» Task to complete
All lines that hold the string "enum" should be copied. Find them in the listing below.

» Recorded information

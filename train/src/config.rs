//! Training program configuration format.

use crate::common::*;

pub use dataset::*;
pub use logging::*;
pub use training::*;

/// The main training configuration.
#[derive(Debug, Clone, Serialize, Deserialize)]
pub struct Config {
    pub model: ModelInit,
    pub dataset: DatasetConfig,
    #[serde(default)]
    pub preprocessor: PreprocessorInit,
    pub training: TrainingConfig,
    pub logging: LoggingConfig,
}

impl Config {
    pub fn open<P>(path: P) -> Result<Self>
    where
        P: AsRef<Path>,
    {
        let text = std::fs::read_to_string(path)?;
        let config: Self = json5::from_str(&text)?;
        config.validate()?;
        Ok(config)
    }

    /// Rejects invalid options before any training work starts.
    pub fn validate(&self) -> Result<()> {
        let [height, width] = self.preprocessor.image_size;
        let input_shape = Chw::new(1, height, width);

        self.model
            .autoencoder_layout()?
            .summary(input_shape)
            .with_context(|| {
                format!(
                    "the {} model cannot reconstruct {}x{} images",
                    self.model.name(),
                    height,
                    width
                )
            })?;
        if let ModelInit::Dcgan(init) = &self.model {
            init.discriminator.check_input_shape(input_shape)?;
            ensure!(
                init.adversarial_weight >= 0.0,
                "adversarial_weight must be non-negative"
            );
        }

        self.dataset.splitter.validate()?;
        self.preprocessor.build()?;
        ensure!(self.training.lr > 0.0, "lr must be positive");

        Ok(())
    }
}

mod dataset {
    use super::*;

    /// Dataset options.
    #[derive(Debug, Clone, Serialize, Deserialize)]
    pub struct DatasetConfig {
        /// The directory of `<patient>/<study>_<positive|negative>/<image>.png` files.
        pub dir: PathBuf,
        #[serde(default)]
        pub splitter: TrainValTestSplitter,
    }
}

mod training {
    use super::*;

    /// The training options.
    #[derive(Debug, Clone, Serialize, Deserialize)]
    pub struct TrainingConfig {
        pub batch_size: NonZeroUsize,
        pub num_epochs: NonZeroUsize,
        #[serde(default = "default_lr")]
        pub lr: R64,
        /// Use the masked loss for gradient descent.
        #[serde(default = "default_true")]
        pub masked_loss_on_train: bool,
        /// Use the masked loss for evaluation scores.
        #[serde(default = "default_true")]
        pub masked_loss_on_val: bool,
        /// The seed of parameter initialization and data shuffling.
        #[serde(default = "default_seed")]
        pub seed: u64,
        #[serde(with = "tch_serde::serde_device")]
        pub device: Device,
        /// Save a checkpoint file after every epoch.
        #[serde(default)]
        pub save_checkpoint: bool,
        /// Checkpoint file loading method.
        #[serde(default = "default_load_checkpoint")]
        pub load_checkpoint: LoadCheckpoint,
        /// The directory of persisted model parameters.
        pub models_dir: PathBuf,
    }

    /// Checkpoint file loading method.
    #[derive(Debug, Clone, Serialize, Deserialize)]
    #[serde(tag = "type")]
    pub enum LoadCheckpoint {
        /// Disable checkpoint file loading.
        Disabled,
        /// Load the most recent checkpoint file.
        FromRecent,
        /// Load the checkpoint file at specified path.
        FromFile { file: PathBuf },
    }

    fn default_lr() -> R64 {
        r64(1e-3)
    }

    fn default_true() -> bool {
        true
    }

    fn default_seed() -> u64 {
        42
    }

    fn default_load_checkpoint() -> LoadCheckpoint {
        LoadCheckpoint::Disabled
    }
}

mod logging {
    use super::*;

    /// Data logging options.
    #[derive(Debug, Clone, Serialize, Deserialize)]
    pub struct LoggingConfig {
        pub dir: PathBuf,
        /// Log one validation reconstruction per epoch.
        #[serde(default)]
        pub enable_images: bool,
        /// The optional MLflow-compatible tracking server.
        pub tracking: Option<TrackingConfig>,
    }

    #[derive(Debug, Clone, Serialize, Deserialize)]
    pub struct TrackingConfig {
        /// The server URL, for example `http://localhost:5000`.
        pub uri: String,
        /// Defaults to the model name.
        pub experiment_name: Option<String>,
    }
}

#[cfg(test)]
mod tests {
    use super::*;

    const EXAMPLE: &str = r#"
{
    model: { kind: "Baseline" },
    dataset: { dir: "data/XR_HAND" },
    preprocessor: { image_size: [64, 64] },
    training: {
        batch_size: 8,
        num_epochs: 2,
        device: "cpu",
        models_dir: "models",
    },
    logging: { dir: "logs" },
}
"#;

    #[test]
    fn parse_minimal_config() -> Result<()> {
        let config: Config = json5::from_str(EXAMPLE)?;
        config.validate()?;

        assert_eq!(config.model.name(), "BaselineAutoencoder");
        assert_eq!(config.training.lr, r64(1e-3));
        assert!(config.training.masked_loss_on_train);
        assert!(config.training.masked_loss_on_val);
        assert!(matches!(
            config.training.load_checkpoint,
            LoadCheckpoint::Disabled
        ));
        assert!(config.logging.tracking.is_none());
        Ok(())
    }

    #[test]
    fn reject_unreconstructable_size() -> Result<()> {
        let mut config: Config = json5::from_str(EXAMPLE)?;
        config.preprocessor.image_size = [100, 100];
        assert!(config.validate().is_err());
        Ok(())
    }

    #[test]
    fn sample_config_is_valid() -> Result<()> {
        let path = Path::new(env!("CARGO_MANIFEST_DIR")).join("train.json5");
        let config = Config::open(path)?;
        assert_eq!(config.model.name(), "BottleneckAutoencoder");
        Ok(())
    }
}
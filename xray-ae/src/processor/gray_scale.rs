use crate::common::*;

/// ITU-R 601 luma weights for the red, green and blue channels.
const LUMA_WEIGHTS: [f32; 3] = [0.299, 0.587, 0.114];

/// Converts a `[3, H, W]` or `[1, H, W]` uint8 image to `[1, H, W]` uint8.
#[derive(Debug, Clone, Copy, PartialEq, Eq, Hash, Default)]
pub struct GrayScale;

impl GrayScale {
    pub fn forward(&self, image: &Tensor) -> Result<Tensor> {
        tch::no_grad(|| {
            ensure!(
                image.kind() == Kind::Uint8,
                "expect a uint8 image, but get {:?}",
                image.kind()
            );
            let (channels, _height, _width) = image.size3()?;

            match channels {
                1 => Ok(image.shallow_clone()),
                3 => {
                    let weights =
                        Tensor::of_slice(&LUMA_WEIGHTS).to_device(image.device()).view([3, 1, 1]);
                    let gray = (image.to_kind(Kind::Float) * weights)
                        .sum_dim_intlist(&[0], true, Kind::Float)
                        .round()
                        .clamp(0.0, 255.0)
                        .to_kind(Kind::Uint8);
                    Ok(gray)
                }
                _ => bail!("expect 1 or 3 channels, but get {}", channels),
            }
        })
    }
}
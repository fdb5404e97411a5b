#[cfg(feature = "tch")]
pub use impls::*;
#[cfg(feature = "tch")]
mod impls;

#[cfg(feature = "tch")]
pub use r#trait::*;
#[cfg(feature = "tch")]
mod r#trait;

/// Element-wise activation functions used by the encoder/decoder stacks.
#[derive(Debug, Clone, Copy, PartialEq, Eq, Hash)]
#[cfg_attr(feature = "serde", derive(serde::Serialize, serde::Deserialize))]
#[cfg_attr(feature = "serde", serde(rename_all = "snake_case"))]
pub enum Activation {
    Linear,
    Relu,
    /// Leaky ReLU with slope 0.2 on the negative side.
    LRelu,
    Logistic,
    Tanh,
}

impl Activation {
    /// The layer name used in model summaries.
    pub fn name(&self) -> &'static str {
        match self {
            Self::Linear => "Linear",
            Self::Relu => "ReLU",
            Self::LRelu => "LeakyReLU",
            Self::Logistic => "Sigmoid",
            Self::Tanh => "Tanh",
        }
    }
}
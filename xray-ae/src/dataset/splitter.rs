use super::FileRecord;
use crate::common::*;

/// Splits records into train, validation and test sets by patient.
///
/// Patients with any abnormal study only go to validation or test, so the
/// training set is purely normal. Normal-only patients are divided by the
/// configured fractions and abnormal patients are divided between
/// validation and test in the ratio of the two fractions.
#[derive(Debug, Clone, PartialEq, Eq, Hash, Serialize, Deserialize)]
#[serde(default)]
pub struct TrainValTestSplitter {
    pub val_fraction: R64,
    pub test_fraction: R64,
    pub seed: u64,
}

impl Default for TrainValTestSplitter {
    fn default() -> Self {
        Self {
            val_fraction: r64(0.1),
            test_fraction: r64(0.1),
            seed: 42,
        }
    }
}

/// The outcome of [TrainValTestSplitter::split].
#[derive(Debug, Clone, PartialEq, Eq)]
pub struct DatasetSplit {
    pub train: Vec<FileRecord>,
    pub validation: Vec<FileRecord>,
    pub test: Vec<FileRecord>,
}

impl TrainValTestSplitter {
    pub fn validate(&self) -> Result<()> {
        let Self {
            val_fraction,
            test_fraction,
            ..
        } = *self;
        ensure!(
            val_fraction > 0.0 && test_fraction > 0.0,
            "val_fraction and test_fraction must be positive"
        );
        ensure!(
            val_fraction + test_fraction < 1.0,
            "val_fraction + test_fraction must be less than 1, but get {}",
            val_fraction + test_fraction
        );
        Ok(())
    }

    pub fn split(&self, records: impl IntoIterator<Item = FileRecord>) -> Result<DatasetSplit> {
        self.validate()?;
        let Self {
            val_fraction,
            test_fraction,
            seed,
        } = *self;

        let patients: BTreeMap<String, Vec<FileRecord>> = records
            .into_iter()
            .map(|record| (record.patient.clone(), record))
            .into_group_map()
            .into_iter()
            .collect();

        let (mut abnormal, mut normal): (Vec<_>, Vec<_>) = patients
            .into_iter()
            .partition(|(_, records)| records.iter().any(|record| record.abnormal));

        let mut rng = StdRng::seed_from_u64(seed);
        normal.shuffle(&mut rng);
        abnormal.shuffle(&mut rng);

        let num_normal = normal.len() as f64;
        let num_normal_val = (num_normal * val_fraction.raw()).round() as usize;
        let num_normal_test = (num_normal * test_fraction.raw()).round() as usize;
        ensure!(
            num_normal_val + num_normal_test < normal.len(),
            "too few normal patients ({}) to split",
            normal.len()
        );

        let val_ratio = val_fraction / (val_fraction + test_fraction);
        let num_abnormal_val = (abnormal.len() as f64 * val_ratio.raw()).round() as usize;

        let mut normal = normal.into_iter();
        let mut abnormal = abnormal.into_iter();

        let flatten = |patients: Vec<(String, Vec<FileRecord>)>| -> Vec<FileRecord> {
            let mut records: Vec<_> = patients
                .into_iter()
                .flat_map(|(_, records)| records)
                .collect();
            records.sort();
            records
        };

        let validation = flatten(
            normal
                .by_ref()
                .take(num_normal_val)
                .chain(abnormal.by_ref().take(num_abnormal_val))
                .collect(),
        );
        let test = flatten(
            normal
                .by_ref()
                .take(num_normal_test)
                .chain(abnormal)
                .collect(),
        );
        let train = flatten(normal.collect());

        info!(
            "split {} train, {} validation and {} test images",
            train.len(),
            validation.len(),
            test.len()
        );

        Ok(DatasetSplit {
            train,
            validation,
            test,
        })
    }
}

#[cfg(test)]
mod tests {
    use super::*;

    fn make_records() -> Vec<FileRecord> {
        (0..40)
            .flat_map(|patient| {
                let abnormal_patient = patient % 4 == 0;
                (0..2).map(move |study| FileRecord {
                    path: PathBuf::from(format!("patient{:05}/study{}/image1.png", patient, study)),
                    patient: format!("patient{:05}", patient),
                    study: format!("study{}", study),
                    abnormal: abnormal_patient && study == 0,
                })
            })
            .collect()
    }

    #[test]
    fn patient_disjoint_split() -> Result<()> {
        let splitter = TrainValTestSplitter {
            val_fraction: r64(0.2),
            test_fraction: r64(0.2),
            seed: 3,
        };
        let DatasetSplit {
            train,
            validation,
            test,
        } = splitter.split(make_records())?;

        assert_eq!(train.len() + validation.len() + test.len(), 80);
        assert!(train.iter().all(|record| !record.abnormal));
        assert!(validation.iter().any(|record| record.abnormal));
        assert!(test.iter().any(|record| record.abnormal));

        let patients = |records: &[FileRecord]| -> HashSet<String> {
            records.iter().map(|record| record.patient.clone()).collect()
        };
        let train_patients = patients(&train);
        let val_patients = patients(&validation);
        let test_patients = patients(&test);
        assert!(train_patients.is_disjoint(&val_patients));
        assert!(train_patients.is_disjoint(&test_patients));
        assert!(val_patients.is_disjoint(&test_patients));

        // 30 normal patients: 6 validation, 6 test, 18 train
        assert_eq!(train_patients.len(), 18);
        // 10 abnormal patients are halved
        assert_eq!(val_patients.len(), 6 + 5);
        assert_eq!(test_patients.len(), 6 + 5);
        Ok(())
    }

    #[test]
    fn split_is_deterministic() -> Result<()> {
        let splitter = TrainValTestSplitter::default();
        let lhs = splitter.split(make_records())?;
        let rhs = splitter.split(make_records())?;
        assert_eq!(lhs, rhs);
        Ok(())
    }

    #[test]
    fn invalid_fractions() {
        let splitter = TrainValTestSplitter {
            val_fraction: r64(0.6),
            test_fraction: r64(0.5),
            seed: 0,
        };
        assert!(splitter.split(make_records()).is_err());
    }
}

» Problem solution
    pub enum LoadCheckpoint {
pub enum Activation {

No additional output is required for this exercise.